In battle rap parlance, to be “bodied” is to be thoroughly verbally dominated by one’s opponent in combat. So dizzying and unceasing is the wordplay in Joseph Kahn’s Eminem-produced interrogation-slash-satire of the racial and gender politics surrounding this subculture that audiences themselves may feel bodied by the end of its hefty 120 minutes. Like 8 Mile with a master’s degree, Bodied follows a Caucasian wannabe into a black-dominated music scene, here subbing wispy Berkeley grad student Adam (ginger Calum Worthy) for Eminem’s blue-collar B-Rabbit.

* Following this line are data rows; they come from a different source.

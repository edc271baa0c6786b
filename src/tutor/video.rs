use std::sync::{Arc, OnceLock};
use std::time::Duration;

use anyhow::{Context, Result};
use async_trait::async_trait;
use regex::Regex;
use serde::{Deserialize, Serialize};

use super::chat::CompletionService;
use super::InputError;

const SUMMARIZER_SYSTEM_PROMPT: &str = "You are an expert educational content analyzer and summarizer. You create clear, structured, and educational summaries of video content.";
pub const INVALID_URL_REPLY: &str = "Please provide a valid YouTube URL.";
pub const SUMMARY_FAILURE_REPLY: &str =
    "Sorry, something went wrong while summarizing the video. Please check the URL and try again.";

#[derive(Debug, Clone, Copy, PartialEq, Eq, Default, Serialize, Deserialize)]
#[serde(rename_all = "lowercase")]
pub enum SummaryStyle {
    #[default]
    Summary,
    Notes,
    Quiz,
}

impl SummaryStyle {
    pub fn parse(raw: &str) -> Option<Self> {
        match raw.trim().to_ascii_lowercase().as_str() {
            "summary" => Some(SummaryStyle::Summary),
            "notes" => Some(SummaryStyle::Notes),
            "quiz" => Some(SummaryStyle::Quiz),
            _ => None,
        }
    }

    fn instructions(&self) -> &'static str {
        match self {
            SummaryStyle::Summary => {
                "Please create a structured summary with:\n1. Main topics covered\n2. Key points and concepts\n3. Important takeaways\n4. Difficulty level assessment\n5. Prerequisites (if any)\n\nMake it easy to understand and well-organized."
            }
            SummaryStyle::Notes => {
                "Please organize the notes with:\n- Main headings and subheadings\n- Key definitions and concepts\n- Important formulas or examples\n- Practice questions or exercises\n- Related topics for further study\n\nFormat it like a proper study guide."
            }
            SummaryStyle::Quiz => {
                "Create 5-7 multiple choice questions that test understanding of the main concepts. Include:\n- Question with 4 options (A, B, C, D)\n- Correct answer\n- Brief explanation of why it's correct\n- Difficulty level for each question\n\nFormat it clearly for easy reading."
            }
        }
    }

    fn heading(&self) -> &'static str {
        match self {
            SummaryStyle::Summary => "Please provide a comprehensive summary of this YouTube video:",
            SummaryStyle::Notes => "Create detailed study notes from this YouTube video:",
            SummaryStyle::Quiz => "Generate a quiz based on this YouTube video:",
        }
    }

    pub fn prompt(&self, info: &VideoInfo) -> String {
        format!(
            "{}\n\nTitle: {}\nDescription: {}\nDuration: {}\nAuthor: {}\n\n{}",
            self.heading(),
            info.title,
            info.description,
            info.duration,
            info.author,
            self.instructions()
        )
    }
}

pub fn is_video_url(text: &str) -> bool {
    text.contains("youtube.com") || text.contains("youtu.be")
}

pub fn validate_video_url(raw: &str) -> Result<&str, InputError> {
    let trimmed = raw.trim();
    if trimmed.is_empty() {
        Err(InputError::EmptyVideoUrl)
    } else if !is_video_url(trimmed) {
        Err(InputError::NotAVideoUrl)
    } else {
        Ok(trimmed)
    }
}

fn video_id_patterns() -> &'static [Regex] {
    static PATTERNS: OnceLock<Vec<Regex>> = OnceLock::new();
    PATTERNS.get_or_init(|| {
        [
            r"(?:youtube\.com/watch\?v=|youtu\.be/|youtube\.com/embed/)([^&\n?#]+)",
            r"youtube\.com/watch\?.*v=([^&\n?#]+)",
            r"youtube\.com/v/([^&\n?#]+)",
        ]
        .iter()
        .filter_map(|pattern| Regex::new(pattern).ok())
        .collect()
    })
}

pub fn extract_video_id(url: &str) -> Option<&str> {
    video_id_patterns()
        .iter()
        .find_map(|pattern| pattern.captures(url))
        .and_then(|captures| captures.get(1))
        .map(|m| m.as_str())
}

#[derive(Debug, Clone, PartialEq, Eq, Serialize)]
pub struct VideoInfo {
    pub title: String,
    pub description: String,
    pub duration: String,
    pub author: String,
}

impl VideoInfo {
    /// Stand-in used when the metadata lookup fails.
    pub fn placeholder() -> Self {
        Self {
            title: "Video Analysis".into(),
            description: "Analyzing video content...".into(),
            duration: "Unknown".into(),
            author: "Unknown".into(),
        }
    }
}

#[async_trait]
pub trait VideoMetadataService: Send + Sync {
    async fn lookup(&self, video_id: &str) -> Result<VideoInfo>;
}

#[derive(Debug, Default, Deserialize)]
#[serde(default)]
struct OEmbedPayload {
    title: Option<String>,
    description: Option<String>,
    author_name: Option<String>,
}

/// Video metadata from an oEmbed endpoint. oEmbed reports no duration.
pub struct OEmbedClient {
    endpoint: String,
    client: reqwest::Client,
}

impl OEmbedClient {
    pub fn new(endpoint: &str, timeout: Duration) -> Self {
        let client = reqwest::Client::builder()
            .timeout(timeout)
            .build()
            .unwrap_or_else(|_| reqwest::Client::new());
        Self {
            endpoint: endpoint.to_string(),
            client,
        }
    }
}

#[async_trait]
impl VideoMetadataService for OEmbedClient {
    async fn lookup(&self, video_id: &str) -> Result<VideoInfo> {
        let watch_url = format!("https://www.youtube.com/watch?v={video_id}");
        let payload: OEmbedPayload = self
            .client
            .get(&self.endpoint)
            .query(&[("url", watch_url.as_str()), ("format", "json")])
            .send()
            .await
            .context("oEmbed request failed")?
            .error_for_status()
            .context("oEmbed returned an error status")?
            .json()
            .await
            .context("malformed oEmbed body")?;

        Ok(VideoInfo {
            title: payload.title.unwrap_or_else(|| "Unknown Title".into()),
            description: payload
                .description
                .unwrap_or_else(|| "No description available".into()),
            duration: "Duration not available".into(),
            author: payload.author_name.unwrap_or_else(|| "Unknown Author".into()),
        })
    }
}

#[derive(Clone)]
pub struct VideoSummarizer {
    completion: Arc<dyn CompletionService>,
    metadata: Arc<dyn VideoMetadataService>,
}

impl VideoSummarizer {
    pub fn new(completion: Arc<dyn CompletionService>, metadata: Arc<dyn VideoMetadataService>) -> Self {
        Self {
            completion,
            metadata,
        }
    }

    /// Always yields narration-ready text; failures become fixed replies.
    pub async fn summarize(&self, url: &str, style: SummaryStyle) -> String {
        let Some(video_id) = extract_video_id(url) else {
            return INVALID_URL_REPLY.to_string();
        };

        let info = match self.metadata.lookup(video_id).await {
            Ok(info) => info,
            Err(err) => {
                log::warn!("video metadata for {video_id} unavailable: {err:#}");
                VideoInfo::placeholder()
            }
        };

        match self
            .completion
            .complete(SUMMARIZER_SYSTEM_PROMPT, &style.prompt(&info))
            .await
        {
            Ok(text) => text.trim().to_string(),
            Err(err) => {
                log::error!("video summary failed: {err:#}");
                SUMMARY_FAILURE_REPLY.to_string()
            }
        }
    }
}

#[cfg(test)]
mod tests {
    use super::*;
    use crate::testing::{FakeCompletion, FakeVideoMetadata, StubHttpServer};

    #[test]
    fn extracts_ids_from_common_url_shapes() {
        let cases = [
            ("https://www.youtube.com/watch?v=dQw4w9WgXcQ", "dQw4w9WgXcQ"),
            ("https://youtu.be/dQw4w9WgXcQ?t=42", "dQw4w9WgXcQ"),
            ("https://www.youtube.com/embed/abc123#start", "abc123"),
            ("https://www.youtube.com/watch?feature=share&v=xyz789", "xyz789"),
            ("https://www.youtube.com/v/legacy01", "legacy01"),
        ];
        for (url, id) in cases {
            assert_eq!(extract_video_id(url), Some(id), "{url}");
        }
        assert_eq!(extract_video_id("https://youtube.com/channel/abc"), None);
    }

    #[test]
    fn url_validation_happens_locally() {
        assert_eq!(validate_video_url("  "), Err(InputError::EmptyVideoUrl));
        assert_eq!(
            validate_video_url("https://vimeo.com/1"),
            Err(InputError::NotAVideoUrl)
        );
        assert!(validate_video_url("https://youtu.be/abc").is_ok());
    }

    #[test]
    fn prompt_carries_the_metadata() {
        let prompt = SummaryStyle::Notes.prompt(&VideoInfo::placeholder());
        assert!(prompt.starts_with("Create detailed study notes"));
        assert!(prompt.contains("Title: Video Analysis"));
    }

    #[tokio::test]
    async fn unrecognised_url_short_circuits() {
        let completion = Arc::new(FakeCompletion::replying("unused"));
        let summarizer = VideoSummarizer::new(completion.clone(), Arc::new(FakeVideoMetadata::failing()));

        let reply = summarizer
            .summarize("https://youtube.com/channel/abc", SummaryStyle::Summary)
            .await;
        assert_eq!(reply, INVALID_URL_REPLY);
        assert!(completion.prompts().is_empty());
    }

    #[tokio::test]
    async fn metadata_failure_uses_the_placeholder() {
        let completion = Arc::new(FakeCompletion::replying("  A summary.  "));
        let summarizer = VideoSummarizer::new(completion.clone(), Arc::new(FakeVideoMetadata::failing()));

        let reply = summarizer
            .summarize("https://youtu.be/abc", SummaryStyle::Quiz)
            .await;
        assert_eq!(reply, "A summary.");
        assert!(completion.prompts()[0].contains("Video Analysis"));
    }

    #[tokio::test]
    async fn completion_failure_becomes_an_apology() {
        let completion = Arc::new(FakeCompletion::failing());
        let metadata = Arc::new(FakeVideoMetadata::returning(VideoInfo::placeholder()));
        let summarizer = VideoSummarizer::new(completion, metadata);

        let reply = summarizer
            .summarize("https://youtu.be/abc", SummaryStyle::Summary)
            .await;
        assert_eq!(reply, SUMMARY_FAILURE_REPLY);
    }

    #[tokio::test]
    async fn oembed_fields_are_mapped() {
        let server = StubHttpServer::start().await.route(
            "/oembed",
            200,
            r#"{"title": "Ownership in Rust", "author_name": "Ferris"}"#,
        );
        let client = OEmbedClient::new(&format!("{}/oembed", server.base_url()), Duration::from_secs(2));

        let info = client.lookup("abc").await.unwrap();
        assert_eq!(info.title, "Ownership in Rust");
        assert_eq!(info.author, "Ferris");
        assert_eq!(info.description, "No description available");
    }
}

The swap in protagonists allows Bodied to draw intriguing points of connection and contrast between the rapid-fire racially transgressive put-downs slung among the musicians Adam faces and the more refined version of the same that he experiences in interactions with his girlfriend, nominal academic colleagues, and the university system. (In those spaces, this form of verbal sparring is an outgrowth of political correctness.) Kahn, a longtime music-video director, busies up his frames with Scott Pilgrim–esque digital thought inserts and keeps his camera swooshing around his characters, but his magniloquent battles, penned by Alex Larson (aka battle rapper Kid Twist), would have been electrifying even if they’d been shot with the spare rigor of Bresson’s The Trial of Joan of Arc.

Any sense of bagginess in the proceedings evaporates in the film’s last 30 minutes, which piles battle raps on top of battle raps in an exercise that seems intent on exorcising every possible form of discrimination in verse. When was the last time you listened more closely to movie dialogue and it was actually worth it?


Jeff Reichert is a filmmaker and critic.